> _ASSIGNMENT_: From the entries below, report how many lines contain the string "clones". Give only that number.

> _DATASET EXTRACT_:
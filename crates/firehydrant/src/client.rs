//! Main client implementation for the FireHydrant API

use std::fmt;
use std::sync::Arc;
use std::time::Duration;

use reqwest::header::{AUTHORIZATION, CONTENT_TYPE, HeaderMap, HeaderValue, USER_AGENT};
use reqwest::{Method, RequestBuilder};
use secrecy::{ExposeSecret, SecretString};
use serde::Serialize;
use serde::de::DeserializeOwned;
use url::Url;

use crate::{
    config::{ClientConfig, RateLimitConfig},
    envelope::decode_response,
    error::{Error, Result},
    http::{HttpExecutor, RateLimitedTransport},
    observability::{RequestMetadata, RequestTimer, ResponseMetadata},
    resources::{
        Resources,
        escalation_policies::EscalationPolicies,
        on_call_schedules::OnCallSchedules,
        ping::{Actor, PingResponse},
        runbooks::Runbooks,
        services::Services,
        signal_rules::SignalRules,
        teams::Teams,
    },
};
use firehydrant_core::context::RequestContext;
use firehydrant_core::limiter::{Limiter, TokenBucket};

/// Main client for interacting with the FireHydrant API.
///
/// Cheap to clone; clones share one connection pool, one rate limiter and
/// one request queue.
///
/// # Example
///
/// ```rust,no_run
/// use firehydrant::Client;
///
/// let client = Client::new("fhb-...");
/// ```
#[derive(Clone)]
pub struct Client {
    inner: Arc<ClientInner>,
}

struct ClientInner {
    /// Builds requests; also the default executor
    http: reqwest::Client,
    transport: RateLimitedTransport,
    base_url: Url,
    /// Authorization, User-Agent and custom headers, applied to every request
    headers: HeaderMap,
    timeout: Duration,
}

impl Client {
    /// Create a new client with an API token.
    ///
    /// # Panics
    ///
    /// This convenience method panics if the client cannot be built with the default
    /// configuration. For fallible construction with explicit error handling, use
    /// [`Client::try_new()`] instead.
    pub fn new(api_key: impl Into<String>) -> Self {
        Self::builder()
            .api_key(api_key)
            .build()
            .expect("Failed to build client with provided API token")
    }

    /// Create a new client with an API token (fallible version).
    ///
    /// # Errors
    ///
    /// Returns an error if:
    /// - The token contains characters not allowed in a header
    /// - HTTP client configuration fails
    pub fn try_new(api_key: impl Into<String>) -> Result<Self> {
        Self::builder().api_key(api_key).build()
    }

    /// Create a new client builder for advanced configuration.
    pub fn builder() -> ClientBuilder {
        ClientBuilder::default()
    }

    /// Create a client from a configuration object.
    ///
    /// Requests go out through `reqwest` and are admitted by a token bucket
    /// sized from `config.rate_limit`.
    pub fn from_config(config: ClientConfig) -> Result<Self> {
        Self::assemble(config, None, None)
    }

    /// Create a client that sends through `executor` and is admitted by
    /// `limiter` instead of the defaults.
    ///
    /// # Example
    ///
    /// ```rust,no_run
    /// use firehydrant::{Client, ClientConfig, Unlimited};
    /// use std::sync::Arc;
    ///
    /// let executor = Arc::new(reqwest::Client::new());
    /// let client = Client::with_transport(
    ///     ClientConfig::with_api_key("fhb-..."),
    ///     executor,
    ///     Arc::new(Unlimited),
    /// )?;
    /// # Ok::<(), firehydrant::Error>(())
    /// ```
    pub fn with_transport(
        config: ClientConfig,
        executor: Arc<dyn HttpExecutor>,
        limiter: Arc<dyn Limiter>,
    ) -> Result<Self> {
        Self::assemble(config, Some(executor), Some(limiter))
    }

    fn assemble(
        config: ClientConfig,
        executor: Option<Arc<dyn HttpExecutor>>,
        limiter: Option<Arc<dyn Limiter>>,
    ) -> Result<Self> {
        let ClientConfig {
            api_key,
            base_url,
            timeout,
            backoff,
            default_headers,
            rate_limit,
        } = config;

        let api_key = resolve_api_key(api_key)?;
        let base_url = parse_base_url(base_url)?;

        let mut headers = HeaderMap::new();
        let mut auth = HeaderValue::from_str(&format!("Bearer {}", api_key.expose_secret()))
            .map_err(|_| {
                Error::InvalidHeaderValue("API token is not a valid header value".to_string())
            })?;
        auth.set_sensitive(true);
        headers.insert(AUTHORIZATION, auth);
        headers.insert(
            USER_AGENT,
            HeaderValue::from_str(&format!(
                "{}/{}",
                crate::USER_AGENT_PRODUCT,
                crate::VERSION
            ))
            .map_err(|e| Error::InvalidHeaderValue(e.to_string()))?,
        );
        for (key, value) in default_headers.iter() {
            headers.insert(key.clone(), value.clone());
        }

        let http = reqwest::Client::builder()
            .timeout(timeout)
            .build()
            .map_err(|e| Error::HttpClient(e.to_string()))?;

        let executor = executor.unwrap_or_else(|| Arc::new(http.clone()));
        let limiter = limiter.unwrap_or_else(|| token_bucket(rate_limit));
        let transport = RateLimitedTransport::new(executor, limiter).with_backoff(backoff);

        tracing::debug!(
            base_url = %base_url,
            timeout = ?timeout,
            backoff = ?backoff,
            "FireHydrant client configured"
        );

        Ok(Self {
            inner: Arc::new(ClientInner {
                http,
                transport,
                base_url,
                headers,
                timeout,
            }),
        })
    }

    /// Check the token against `GET ping` and return who it belongs to.
    pub async fn ping(&self) -> Result<Actor> {
        self.ping_with_context(&RequestContext::background()).await
    }

    /// [`Client::ping`] under a caller context.
    pub async fn ping_with_context(&self, ctx: &RequestContext) -> Result<Actor> {
        let result: Result<PingResponse> = async {
            let request = self.request(Method::GET, ["ping"])?;
            self.send(ctx, request).await
        }
        .await;

        result
            .map(|ping| ping.actor)
            .map_err(|e| e.context("could not ping"))
    }

    /// Access the services catalog.
    pub fn services(&self) -> Resources<Services> {
        Resources::new(self.clone())
    }

    /// Access teams.
    pub fn teams(&self) -> Resources<Teams> {
        Resources::new(self.clone())
    }

    /// Access runbooks.
    pub fn runbooks(&self) -> Resources<Runbooks> {
        Resources::new(self.clone())
    }

    /// Access a team's signal rules.
    ///
    /// # Example
    ///
    /// ```rust,no_run
    /// # use firehydrant::Client;
    /// # async fn example(client: Client) -> firehydrant::Result<()> {
    /// let rule = client.signal_rules("team-id").get("rule-id").await?;
    /// println!("{}", rule.expression);
    /// # Ok(())
    /// # }
    /// ```
    pub fn signal_rules(&self, team_id: &str) -> Resources<SignalRules> {
        Resources::nested(self.clone(), &["teams", team_id])
    }

    /// Access a team's escalation policies.
    pub fn escalation_policies(&self, team_id: &str) -> Resources<EscalationPolicies> {
        Resources::nested(self.clone(), &["teams", team_id])
    }

    /// Access a team's on-call schedules.
    pub fn on_call_schedules(&self, team_id: &str) -> Resources<OnCallSchedules> {
        Resources::nested(self.clone(), &["teams", team_id])
    }

    /// The base URL every path is resolved against.
    pub fn base_url(&self) -> &str {
        self.inner.base_url.as_str()
    }

    /// The transport shared by every call made through this client.
    pub fn transport(&self) -> &RateLimitedTransport {
        &self.inner.transport
    }

    /// Start a request to `segments` below the base URL.
    ///
    /// Segments are percent-encoded, so IDs may contain any character.
    pub(crate) fn request<I>(&self, method: Method, segments: I) -> Result<RequestBuilder>
    where
        I: IntoIterator,
        I::Item: AsRef<str>,
    {
        let mut url = self.inner.base_url.clone();
        url.path_segments_mut()
            .map_err(|()| Error::InvalidUrl(format!("{} cannot be a base URL", self.base_url())))?
            .pop_if_empty()
            .extend(segments);

        Ok(self
            .inner
            .http
            .request(method, url)
            .headers(self.inner.headers.clone())
            .timeout(self.inner.timeout))
    }

    /// Attach `body` as JSON.
    pub(crate) fn json_body<B: Serialize + ?Sized>(
        request: RequestBuilder,
        body: &B,
    ) -> Result<RequestBuilder> {
        let bytes = serde_json::to_vec(body)?;
        Ok(request
            .header(CONTENT_TYPE, HeaderValue::from_static("application/json"))
            .body(bytes))
    }

    /// Send through the transport and decode the result.
    pub(crate) async fn send<T: DeserializeOwned>(
        &self,
        ctx: &RequestContext,
        request: RequestBuilder,
    ) -> Result<T> {
        let request = request
            .build()
            .map_err(|e| Error::HttpClient(e.to_string()))?;

        let mut metadata = RequestMetadata::new(request.method().as_str(), request.url().path());
        if let Some(size) = request.body().and_then(|b| b.as_bytes()).map(<[u8]>::len) {
            metadata = metadata.with_body_size(size);
        }
        metadata.log_request();

        let timer = RequestTimer::start();
        let response = self.inner.transport.execute(ctx, request).await?;
        let status = response.status().as_u16();
        let result = decode_response(response).await;

        let outcome = ResponseMetadata::new(status, timer.elapsed());
        match &result {
            Ok(_) => outcome.log_success(&metadata),
            Err(e) => outcome.log_error(&metadata, &e.to_string()),
        }

        result
    }
}

impl fmt::Debug for Client {
    fn fmt(&self, f: &mut fmt::Formatter<'_>) -> fmt::Result {
        f.debug_struct("Client")
            .field("base_url", &self.base_url())
            .field("timeout", &self.inner.timeout)
            .field("transport", &self.inner.transport)
            .finish_non_exhaustive()
    }
}

fn resolve_api_key(api_key: Option<SecretString>) -> Result<SecretString> {
    if let Some(api_key) = api_key {
        return Ok(api_key);
    }

    #[cfg(feature = "env")]
    if let Ok(api_key) = std::env::var("FIREHYDRANT_API_KEY") {
        return Ok(SecretString::new(api_key.into_boxed_str()));
    }

    Err(Error::MissingConfig(
        "No API token provided. Set FIREHYDRANT_API_KEY or call ClientBuilder::api_key".to_string(),
    ))
}

fn parse_base_url(base_url: Option<String>) -> Result<Url> {
    let base_url = base_url.unwrap_or_else(|| crate::DEFAULT_BASE_URL.to_string());

    if base_url.trim().is_empty() {
        return Err(Error::InvalidUrl("Base URL cannot be empty".to_string()));
    }

    let mut url: Url = base_url
        .trim()
        .parse()
        .map_err(|e| Error::InvalidUrl(format!("{base_url}: {e}")))?;

    match url.scheme() {
        "http" | "https" => {}
        scheme => {
            return Err(Error::InvalidUrl(format!(
                "Invalid URL scheme '{scheme}'. Only 'http' and 'https' are supported."
            )));
        }
    }

    if !url.path().ends_with('/') {
        let path = format!("{}/", url.path());
        url.set_path(&path);
    }

    Ok(url)
}

fn token_bucket(config: RateLimitConfig) -> Arc<dyn Limiter> {
    Arc::new(TokenBucket::new(
        config.requests_per_second,
        config.burst_size,
    ))
}

/// Builder for creating a configured Client.
#[derive(Default)]
pub struct ClientBuilder {
    config: ClientConfig,
    executor: Option<Arc<dyn HttpExecutor>>,
    limiter: Option<Arc<dyn Limiter>>,
}

impl ClientBuilder {
    /// Start from an existing configuration.
    pub fn config(mut self, config: ClientConfig) -> Self {
        self.config = config;
        self
    }

    /// Set the API token.
    pub fn api_key(mut self, api_key: impl Into<String>) -> Self {
        self.config.api_key = Some(SecretString::new(api_key.into().into_boxed_str()));
        self
    }

    /// Set the base URL for the API.
    pub fn base_url(mut self, base_url: impl Into<String>) -> Self {
        self.config.base_url = Some(base_url.into());
        self
    }

    /// Set the per-request timeout.
    pub fn timeout(mut self, timeout: Duration) -> Self {
        self.config.timeout = timeout;
        self
    }

    /// Set the wait before retrying a throttled request.
    pub fn backoff(mut self, backoff: Duration) -> Self {
        self.config.backoff = backoff;
        self
    }

    /// Size the default token bucket.
    pub fn rate_limit(mut self, requests_per_second: f64, burst_size: u32) -> Self {
        self.config.rate_limit = RateLimitConfig {
            requests_per_second,
            burst_size,
        };
        self
    }

    /// Add a custom default header.
    ///
    /// # Errors
    ///
    /// Returns an error if the header name or value is invalid according to HTTP specifications.
    pub fn default_header(
        mut self,
        key: impl Into<String>,
        value: impl Into<String>,
    ) -> Result<Self> {
        let key_str = key.into();
        let value_str = value.into();

        let key: reqwest::header::HeaderName = key_str
            .parse()
            .map_err(|_| Error::InvalidHeaderName(key_str.clone()))?;
        let value: HeaderValue = value_str
            .parse()
            .map_err(|_| Error::InvalidHeaderValue(value_str.clone()))?;

        self.config.default_headers.insert(key, value);
        Ok(self)
    }

    /// Send through a custom executor instead of `reqwest`.
    pub fn executor(mut self, executor: Arc<dyn HttpExecutor>) -> Self {
        self.executor = Some(executor);
        self
    }

    /// Use a custom limiter instead of the token bucket from
    /// [`ClientBuilder::rate_limit`].
    pub fn limiter(mut self, limiter: Arc<dyn Limiter>) -> Self {
        self.limiter = Some(limiter);
        self
    }

    /// Build the client with the configured options.
    pub fn build(self) -> Result<Client> {
        Client::assemble(self.config, self.executor, self.limiter)
    }
}

impl fmt::Debug for ClientBuilder {
    fn fmt(&self, f: &mut fmt::Formatter<'_>) -> fmt::Result {
        f.debug_struct("ClientBuilder")
            .field("config", &self.config)
            .field("executor", &self.executor)
            .field("limiter", &self.limiter)
            .finish()
    }
}
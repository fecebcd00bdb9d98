//! Services API endpoint

use super::ResourceKind;
use serde::{Deserialize, Serialize};
use std::collections::BTreeMap;

/// Marker for the `services` collection.
#[derive(Debug, Clone, Copy)]
pub struct Services;

impl ResourceKind for Services {
    const NAME: &'static str = "service";
    const PLURAL: &'static str = "services";
    const PATH: &'static str = "services";

    type Item = Service;
    type CreateRequest = CreateService;
    type UpdateRequest = UpdateService;
    type Query = ServiceQuery;
}

/// A service in the catalog.
#[derive(Debug, Clone, PartialEq, Serialize, Deserialize)]
pub struct Service {
    /// Service ID
    pub id: String,
    /// Display name
    pub name: String,
    /// Free-form description
    #[serde(default)]
    pub description: String,
    /// URL-safe slug
    #[serde(default)]
    pub slug: Option<String>,
    /// Service tier, 1 (most critical) to 5
    #[serde(default)]
    pub service_tier: Option<u8>,
    /// Arbitrary key/value labels
    #[serde(default)]
    pub labels: BTreeMap<String, String>,
    /// Creation timestamp (RFC 3339)
    #[serde(default)]
    pub created_at: Option<String>,
    /// Last update timestamp (RFC 3339)
    #[serde(default)]
    pub updated_at: Option<String>,
}

/// Body of a service creation.
#[derive(Debug, Clone, Default, PartialEq, Serialize)]
pub struct CreateService {
    /// Display name
    pub name: String,
    /// Free-form description
    #[serde(skip_serializing_if = "Option::is_none")]
    pub description: Option<String>,
    /// Service tier
    #[serde(skip_serializing_if = "Option::is_none")]
    pub service_tier: Option<u8>,
    /// Labels
    #[serde(skip_serializing_if = "BTreeMap::is_empty")]
    pub labels: BTreeMap<String, String>,
}

impl CreateService {
    /// Creation body with just a name.
    pub fn new(name: impl Into<String>) -> Self {
        Self {
            name: name.into(),
            ..Default::default()
        }
    }

    /// Set the description.
    pub fn description(mut self, description: impl Into<String>) -> Self {
        self.description = Some(description.into());
        self
    }

    /// Set the tier.
    pub fn service_tier(mut self, tier: u8) -> Self {
        self.service_tier = Some(tier);
        self
    }

    /// Add a label.
    pub fn label(mut self, key: impl Into<String>, value: impl Into<String>) -> Self {
        self.labels.insert(key.into(), value.into());
        self
    }
}

/// Body of a service update. Unset fields are left unchanged.
#[derive(Debug, Clone, Default, PartialEq, Serialize)]
pub struct UpdateService {
    /// New display name
    #[serde(skip_serializing_if = "Option::is_none")]
    pub name: Option<String>,
    /// New description
    #[serde(skip_serializing_if = "Option::is_none")]
    pub description: Option<String>,
    /// New tier
    #[serde(skip_serializing_if = "Option::is_none")]
    pub service_tier: Option<u8>,
    /// Replacement labels
    #[serde(skip_serializing_if = "Option::is_none")]
    pub labels: Option<BTreeMap<String, String>>,
}

/// Filters for listing services.
#[derive(Debug, Clone, Default, PartialEq, Serialize)]
pub struct ServiceQuery {
    /// Free-text search
    #[serde(skip_serializing_if = "Option::is_none")]
    pub query: Option<String>,
    /// Exact name match
    #[serde(skip_serializing_if = "Option::is_none")]
    pub name: Option<String>,
    /// Page size
    #[serde(skip_serializing_if = "Option::is_none")]
    pub per_page: Option<u32>,
}

#[cfg(test)]
mod tests {
    use super::*;
    use pretty_assertions::assert_eq;
    use serde_json::json;

    #[test]
    fn test_service_tolerates_missing_optional_fields() {
        let service: Service = serde_json::from_value(json!({
            "id": "svc-1",
            "name": "checkout",
            "unknown_field": true
        }))
        .unwrap();

        assert_eq!(service.id, "svc-1");
        assert_eq!(service.description, "");
        assert!(service.labels.is_empty());
    }

    #[test]
    fn test_create_service_skips_unset_fields() {
        let body = CreateService::new("checkout").label("team", "payments");
        assert_eq!(
            serde_json::to_value(&body).unwrap(),
            json!({"name": "checkout", "labels": {"team": "payments"}})
        );
    }

    #[test]
    fn test_empty_update_is_empty_object() {
        assert_eq!(
            serde_json::to_value(UpdateService::default()).unwrap(),
            json!({})
        );
    }
}
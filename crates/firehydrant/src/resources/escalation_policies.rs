//! Team escalation policies API endpoint

use super::{NoQuery, ResourceKind, TargetRef};
use serde::{Deserialize, Serialize};

/// Marker for a team's `escalation_policies` collection.
#[derive(Debug, Clone, Copy)]
pub struct EscalationPolicies;

impl ResourceKind for EscalationPolicies {
    const NAME: &'static str = "escalation policy";
    const PLURAL: &'static str = "escalation policies";
    const PATH: &'static str = "escalation_policies";

    type Item = EscalationPolicy;
    type CreateRequest = CreateEscalationPolicy;
    type UpdateRequest = UpdateEscalationPolicy;
    type Query = NoQuery;
}

/// An escalation policy.
#[derive(Debug, Clone, PartialEq, Serialize, Deserialize)]
pub struct EscalationPolicy {
    /// Policy ID
    pub id: String,
    /// Display name
    pub name: String,
    /// Free-form description
    #[serde(default)]
    pub description: String,
    /// Whether this is the team's default policy
    #[serde(default)]
    pub default: bool,
    /// How many times the steps are repeated before giving up
    #[serde(default)]
    pub repetitions: u32,
    /// Ordered escalation steps
    #[serde(default)]
    pub steps: Vec<EscalationStep>,
}

/// One step of an escalation policy.
#[derive(Debug, Clone, PartialEq, Eq, Serialize, Deserialize)]
pub struct EscalationStep {
    /// ISO 8601 duration to wait before moving on, e.g. `"PT5M"`
    pub timeout: String,
    /// Who gets paged at this step
    #[serde(default)]
    pub targets: Vec<TargetRef>,
}

impl EscalationStep {
    /// Step paging `targets` for `timeout`.
    pub fn new(timeout: impl Into<String>, targets: Vec<TargetRef>) -> Self {
        Self {
            timeout: timeout.into(),
            targets,
        }
    }
}

/// Body of an escalation policy creation.
#[derive(Debug, Clone, Default, PartialEq, Serialize)]
pub struct CreateEscalationPolicy {
    /// Display name
    pub name: String,
    /// Free-form description
    #[serde(skip_serializing_if = "Option::is_none")]
    pub description: Option<String>,
    /// Make this the team's default policy
    #[serde(skip_serializing_if = "Option::is_none")]
    pub default: Option<bool>,
    /// Repeat count
    #[serde(skip_serializing_if = "Option::is_none")]
    pub repetitions: Option<u32>,
    /// Ordered steps
    pub steps: Vec<EscalationStep>,
}

/// Body of an escalation policy update. Unset fields are left unchanged.
#[derive(Debug, Clone, Default, PartialEq, Serialize)]
pub struct UpdateEscalationPolicy {
    /// New display name
    #[serde(skip_serializing_if = "Option::is_none")]
    pub name: Option<String>,
    /// New description
    #[serde(skip_serializing_if = "Option::is_none")]
    pub description: Option<String>,
    /// New default flag
    #[serde(skip_serializing_if = "Option::is_none")]
    pub default: Option<bool>,
    /// New repeat count
    #[serde(skip_serializing_if = "Option::is_none")]
    pub repetitions: Option<u32>,
    /// Replacement steps
    #[serde(skip_serializing_if = "Option::is_none")]
    pub steps: Option<Vec<EscalationStep>>,
}
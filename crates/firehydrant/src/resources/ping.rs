//! Ping endpoint, used to validate credentials

use serde::{Deserialize, Serialize};

/// The authenticated principal behind the API token.
#[derive(Debug, Clone, PartialEq, Eq, Serialize, Deserialize)]
pub struct Actor {
    /// Actor ID
    pub id: String,
    /// Display name
    #[serde(default)]
    pub name: String,
    /// Email, for user tokens
    #[serde(default)]
    pub email: Option<String>,
    /// Actor type, e.g. `"firehydrant_bot"`
    #[serde(rename = "type", default)]
    pub kind: Option<String>,
}

/// Body of a `GET ping` response.
#[derive(Debug, Clone, PartialEq, Eq, Serialize, Deserialize)]
pub struct PingResponse {
    /// Who the token belongs to
    pub actor: Actor,
}
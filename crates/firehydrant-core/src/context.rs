//! Caller-supplied cancellation and deadlines.

use crate::error::WaitAborted;
use std::time::Duration;
use tokio::time::Instant;
use tokio_util::sync::CancellationToken;

/// Cancellation scope attached to a single API call.
///
/// A context carries an optional deadline and an optional cancellation
/// token. The default context never expires. Contexts are cheap to clone;
/// clones share the same token.
///
/// # Examples
///
/// ```rust
/// use firehydrant_core::context::RequestContext;
/// use std::time::Duration;
/// use tokio_util::sync::CancellationToken;
///
/// let token = CancellationToken::new();
/// let ctx = RequestContext::background()
///     .with_timeout(Duration::from_secs(5))
///     .with_cancellation(token.clone());
///
/// assert!(ctx.err().is_none());
/// token.cancel();
/// assert!(ctx.err().is_some());
/// ```
#[derive(Debug, Clone, Default)]
pub struct RequestContext {
    deadline: Option<Instant>,
    cancel: Option<CancellationToken>,
}

impl RequestContext {
    /// A context that is never cancelled and has no deadline.
    pub fn background() -> Self {
        Self::default()
    }

    /// Set an absolute deadline. An earlier existing deadline wins.
    pub fn with_deadline(mut self, deadline: Instant) -> Self {
        self.deadline = Some(match self.deadline {
            Some(current) if current < deadline => current,
            _ => deadline,
        });
        self
    }

    /// Set a deadline relative to now.
    pub fn with_timeout(self, timeout: Duration) -> Self {
        self.with_deadline(Instant::now() + timeout)
    }

    /// Attach a cancellation token.
    pub fn with_cancellation(mut self, token: CancellationToken) -> Self {
        self.cancel = Some(token);
        self
    }

    /// The deadline, if any.
    pub fn deadline(&self) -> Option<Instant> {
        self.deadline
    }

    /// Time left before the deadline. `None` when there is no deadline.
    pub fn remaining(&self) -> Option<Duration> {
        self.deadline
            .map(|deadline| deadline.saturating_duration_since(Instant::now()))
    }

    /// Returns the abort reason if the context is already done.
    ///
    /// Cancellation is reported ahead of an expired deadline.
    pub fn err(&self) -> Option<WaitAborted> {
        if self.cancel.as_ref().is_some_and(|t| t.is_cancelled()) {
            return Some(WaitAborted::Cancelled);
        }
        match self.deadline {
            Some(deadline) if Instant::now() >= deadline => Some(WaitAborted::DeadlineExceeded),
            _ => None,
        }
    }

    /// Resolves once the context is cancelled or its deadline passes.
    ///
    /// Never resolves for a background context.
    pub async fn done(&self) -> WaitAborted {
        let deadline = async {
            match self.deadline {
                Some(deadline) => tokio::time::sleep_until(deadline).await,
                None => std::future::pending::<()>().await,
            }
        };
        let cancelled = async {
            match &self.cancel {
                Some(token) => token.cancelled().await,
                None => std::future::pending::<()>().await,
            }
        };

        tokio::select! {
            biased;
            () = cancelled => WaitAborted::Cancelled,
            () = deadline => WaitAborted::DeadlineExceeded,
        }
    }
}
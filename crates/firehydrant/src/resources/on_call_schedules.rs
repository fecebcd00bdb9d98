//! Team on-call schedules API endpoint

use super::{NoQuery, ResourceKind};
use serde::{Deserialize, Serialize};

/// Marker for a team's `on_call_schedules` collection.
#[derive(Debug, Clone, Copy)]
pub struct OnCallSchedules;

impl ResourceKind for OnCallSchedules {
    const NAME: &'static str = "on-call schedule";
    const PLURAL: &'static str = "on-call schedules";
    const PATH: &'static str = "on_call_schedules";

    type Item = OnCallSchedule;
    type CreateRequest = CreateOnCallSchedule;
    type UpdateRequest = UpdateOnCallSchedule;
    type Query = NoQuery;
}

/// An on-call schedule.
#[derive(Debug, Clone, PartialEq, Serialize, Deserialize)]
pub struct OnCallSchedule {
    /// Schedule ID
    pub id: String,
    /// Display name
    pub name: String,
    /// Free-form description
    #[serde(default)]
    pub description: String,
    /// IANA time zone the rotation is defined in
    #[serde(default)]
    pub time_zone: Option<String>,
    /// Users in rotation order
    #[serde(default)]
    pub members: Vec<ScheduleMember>,
}

/// A user on a schedule.
#[derive(Debug, Clone, PartialEq, Eq, Serialize, Deserialize)]
pub struct ScheduleMember {
    /// User ID
    pub id: String,
    /// User name
    #[serde(default)]
    pub name: Option<String>,
}

/// Body of an on-call schedule creation.
#[derive(Debug, Clone, Default, PartialEq, Serialize)]
pub struct CreateOnCallSchedule {
    /// Display name
    pub name: String,
    /// Free-form description
    #[serde(skip_serializing_if = "Option::is_none")]
    pub description: Option<String>,
    /// IANA time zone
    #[serde(skip_serializing_if = "Option::is_none")]
    pub time_zone: Option<String>,
    /// User IDs in rotation order
    #[serde(skip_serializing_if = "Vec::is_empty")]
    pub member_ids: Vec<String>,
}

/// Body of an on-call schedule update. Unset fields are left unchanged.
#[derive(Debug, Clone, Default, PartialEq, Serialize)]
pub struct UpdateOnCallSchedule {
    /// New display name
    #[serde(skip_serializing_if = "Option::is_none")]
    pub name: Option<String>,
    /// New description
    #[serde(skip_serializing_if = "Option::is_none")]
    pub description: Option<String>,
    /// Replacement member list
    #[serde(skip_serializing_if = "Option::is_none")]
    pub member_ids: Option<Vec<String>>,
}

> _RESPONSE_: 2